I’m sure I’m not alone in hoping that the NI holiday for new jobs announced by David Cameron yesterday will represent only a small part of the Conservatives’ new recession-beating tax cuts. Because there is certainly a sense of anti-climax after the intense press and media build up at the weekend. It’s hard to disagree with David Frost of the British Chambers of Commerce when he says that this is a welfare reform suited to better economic times, rather than a tool for the downturn we are now experiencing. With the announcement of 4,000 jobs lost in the UK in just one day, it’s clear that the overriding concern of most businesses is whether they can stay afloat and how many jobs may have to be cut in order to survive – not the prospect of creating new jobs.
These are extreme circumstances which call for extreme measures, and it is a bitter irony that one G Brown, prime architect of Britain’s economic crisis, is now garnering praise for the urgency and gravity with which he responds to the crisis, the shameless abandonment of his own golden rules being presented as just more proof of his ability to do “whatever is necessary” to get Britain through the crisis.
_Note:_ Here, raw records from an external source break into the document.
//! Resolución de problemas: deduplicación y orden determinista

use std::collections::HashSet;

use tracing::warn;

use crate::report::TextIssue;

/// Deduplica y ordena los problemas de todas las fuentes.
///
/// La clave de deduplicación es `(start, end)`: problemas de fuentes
/// distintas sobre el mismo rango exacto colapsan en uno, conservando el
/// primero en orden de precedencia de fuentes (el orden de llegada de la
/// lista de entrada). Rangos parcialmente solapados pero no idénticos
/// coexisten a propósito: solo se funden los duplicados exactos.
///
/// Los rangos que exceden el texto o caen fuera de frontera de carácter
/// se descartan y se registran; el procesamiento continúa.
pub fn resolve(text: &str, issues: Vec<TextIssue>) -> Vec<TextIssue> {
    let mut seen: HashSet<(usize, usize)> = HashSet::with_capacity(issues.len());
    let mut resolved: Vec<TextIssue> = Vec::with_capacity(issues.len());

    for issue in issues {
        if !issue.range_is_valid(text) {
            warn!(
                start = issue.start,
                end = issue.end,
                len = text.len(),
                "se descarta problema con rango fuera del texto"
            );
            continue;
        }
        if seen.insert((issue.start, issue.end)) {
            resolved.push(issue);
        }
    }

    // Orden ascendente por inicio; el empate conserva el orden de
    // detección original (orden estable, requerido para determinismo).
    resolved.sort_by_key(|issue| issue.start);
    resolved
}

#[cfg(test)]
mod tests {
    use super::*;
    use crate::report::{IssueCategory, Severity};

    fn issue(start: usize, end: usize, message: &str) -> TextIssue {
        TextIssue {
            start,
            end,
            category: IssueCategory::Grammar,
            severity: Severity::High,
            original_span: String::new(),
            suggested_replacement: None,
            message: message.to_string(),
        }
    }

    #[test]
    fn test_exact_duplicates_keep_first_seen() {
        let text = "He are happy.";
        let resolved = resolve(
            text,
            vec![issue(0, 6, "from engine"), issue(0, 6, "from pattern")],
        );
        assert_eq!(resolved.len(), 1);
        assert_eq!(resolved[0].message, "from engine");
    }

    #[test]
    fn test_partial_overlaps_coexist() {
        let text = "He are happy.";
        let resolved = resolve(text, vec![issue(0, 6, "a"), issue(3, 12, "b")]);
        assert_eq!(resolved.len(), 2);
    }

    #[test]
    fn test_sorted_by_start_stable() {
        let text = "He are very very happy.";
        let resolved = resolve(
            text,
            vec![issue(7, 16, "later"), issue(0, 6, "first"), issue(7, 11, "tie")],
        );
        let messages: Vec<&str> = resolved.iter().map(|i| i.message.as_str()).collect();
        assert_eq!(messages, vec!["first", "later", "tie"]);
    }

    #[test]
    fn test_out_of_bounds_dropped() {
        let text = "short";
        let resolved = resolve(text, vec![issue(0, 99, "oob"), issue(0, 5, "ok")]);
        assert_eq!(resolved.len(), 1);
        assert_eq!(resolved[0].message, "ok");
    }

    #[test]
    fn test_non_char_boundary_dropped() {
        let text = "café!";
        // 'é' ocupa los bytes 3..5; el byte 4 no es frontera.
        let resolved = resolve(text, vec![issue(3, 4, "mitad"), issue(0, 4, "mitad2")]);
        assert!(resolved.is_empty());
    }

    #[test]
    fn test_deterministic_idempotent() {
        let text = "He are happy and they is sad.";
        let input = vec![issue(0, 6, "a"), issue(17, 24, "b"), issue(0, 6, "c")];
        let once = resolve(text, input.clone());
        let twice = resolve(text, input);
        assert_eq!(once, twice);
    }
}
So the Conservatives need to show that they do indeed grasp the scale of the downturn, and that they are prepared to move out of the narrow political confines in which they are in danger of being trapped. There is a route open to them which is entirely consistent with their pre-recession narrative of the “post-bureaucratic age.” It is to reduce the size of the state, because it is increasingly obvious that a shrinking private sector cannot support – and will not continue to tolerate - the bureaucratic public sector which so far remains impervious to economic reality. Removing entire layers of government, cancelling billions of pounds worth of useless (and damaging) databases, radical reform of public sector pensions and bonuses, ending the daily diet of pointless and self-defeating government initiatives , not to mention culling a few ministries and more than a few quangos. There has never been a better time to make the case for lean government – so what are we waiting for?